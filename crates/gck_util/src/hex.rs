//! Scanning of bare hexadecimal literals, the only kind of number the gecko language knows.

/// The length of the run of hex digits at the start of `bytes`, capped at `max`.
pub fn run_len(bytes: &[u8], max: usize) -> usize {
    bytes.iter().take(max).take_while(|b| b.is_ascii_hexdigit()).count()
}

/// Parse a literal of 1 to 8 hex digits, without a prefix.
pub fn parse(text: &str) -> Option<u32> {
    if text.is_empty() || text.len() > 8 || run_len(text.as_bytes(), 8) != text.len() {
        return None;
    }
    u32::from_str_radix(text, 16).ok()
}

#[test]
fn parse_literals() {
    assert_eq!(parse("deadBEEF"), Some(0xdead_beef));
    assert_eq!(parse("0"), Some(0));
    assert_eq!(parse(""), None);
    assert_eq!(parse("123456789"), None);
    assert_eq!(parse("0x12"), None);
    assert_eq!(parse("+1"), None);
}

#[test]
fn runs() {
    assert_eq!(run_len(b"80001500 0", 8), 8);
    assert_eq!(run_len(b"800015001", 8), 8);
    assert_eq!(run_len(b"ba|", 8), 2);
    assert_eq!(run_len(b"gr", 8), 0);
}
use std::fmt;

/// How bad a diagnostic is. The ordering is meaningful: `Info < Warning < Error < Fatal`.
#[derive(Debug, Clone, Copy, PartialEq, Eq, PartialOrd, Ord, Hash)]
pub enum Severity {
    /// Cosmetic, never affects output.
    Info,
    /// Output is still produced, but should be looked at.
    Warning,
    /// The line produces no output and the unit should be left out of the final package.
    Error,
    /// The whole run should be aborted.
    Fatal,
}

impl fmt::Display for Severity {
    fn fmt(&self, f: &mut fmt::Formatter) -> fmt::Result {
        f.write_str(match self {
            Severity::Info => "Info",
            Severity::Warning => "Warning",
            Severity::Error => "Error",
            Severity::Fatal => "Fatal",
        })
    }
}

#[derive(Debug, Clone, PartialEq, Eq)]
pub struct Diagnostic {
    pub severity: Severity,
    pub message: String,
    /// The line in the source file, starting at 1.
    pub line: usize,
}

impl Diagnostic {
    pub fn new(severity: Severity, line: usize, message: impl Into<String>) -> Self {
        Self { severity, line, message: message.into() }
    }
}

impl fmt::Display for Diagnostic {
    fn fmt(&self, f: &mut fmt::Formatter) -> fmt::Result {
        write!(f, "{}: line {}: {}", self.severity, self.line, self.message)
    }
}

/// The diagnostics of a single source line.
#[derive(Debug, Default, Clone)]
pub struct Diagnostics {
    line: usize,
    items: Vec<Diagnostic>,
}

impl Diagnostics {
    pub fn new(line: usize) -> Self {
        Self { line, items: Vec::new() }
    }

    pub fn push(&mut self, severity: Severity, message: impl Into<String>) {
        self.items.push(Diagnostic::new(severity, self.line, message));
    }

    pub fn info(&mut self, message: impl Into<String>) {
        self.push(Severity::Info, message);
    }

    pub fn warning(&mut self, message: impl Into<String>) {
        self.push(Severity::Warning, message);
    }

    pub fn error(&mut self, message: impl Into<String>) {
        self.push(Severity::Error, message);
    }

    pub fn fatal(&mut self, message: impl Into<String>) {
        self.push(Severity::Fatal, message);
    }

    /// The worst severity, or `None` if empty.
    pub fn worst(&self) -> Option<Severity> {
        self.items.iter().map(|d| d.severity).max()
    }

    /// If any diagnostic is at least as bad as `severity`.
    pub fn any_at_least(&self, severity: Severity) -> bool {
        self.worst().map_or(false, |worst| worst >= severity)
    }

    pub fn iter(&self) -> impl Iterator<Item = &Diagnostic> {
        self.items.iter()
    }

    /// Consume in ascending severity order, keeping the insertion order within a severity.
    pub fn into_sorted(self) -> impl Iterator<Item = Diagnostic> {
        let mut items = self.items;
        items.sort_by_key(|d| d.severity);
        items.into_iter()
    }
}

/// Merge the diagnostics of every line into a single list for a unit. Each line contributes its
/// diagnostics by ascending severity, then the whole list is stably sorted by source line.
pub fn aggregate(lines: impl IntoIterator<Item = Diagnostics>) -> Vec<Diagnostic> {
    let mut out: Vec<Diagnostic> = lines
        .into_iter()
        .flat_map(Diagnostics::into_sorted)
        .collect();
    out.sort_by_key(|d| d.line);
    out
}

/// The worst severity of a list of diagnostics.
pub fn worst(diags: &[Diagnostic]) -> Option<Severity> {
    diags.iter().map(|d| d.severity).max()
}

......

Search the material above for "should". Pull out each line where it shows up.

[TASK RESPONSE]
    /// Output is still produced, but should be looked at.
    /// The line produces no output and the unit should be left out of the final package.
    /// The whole run should be aborted.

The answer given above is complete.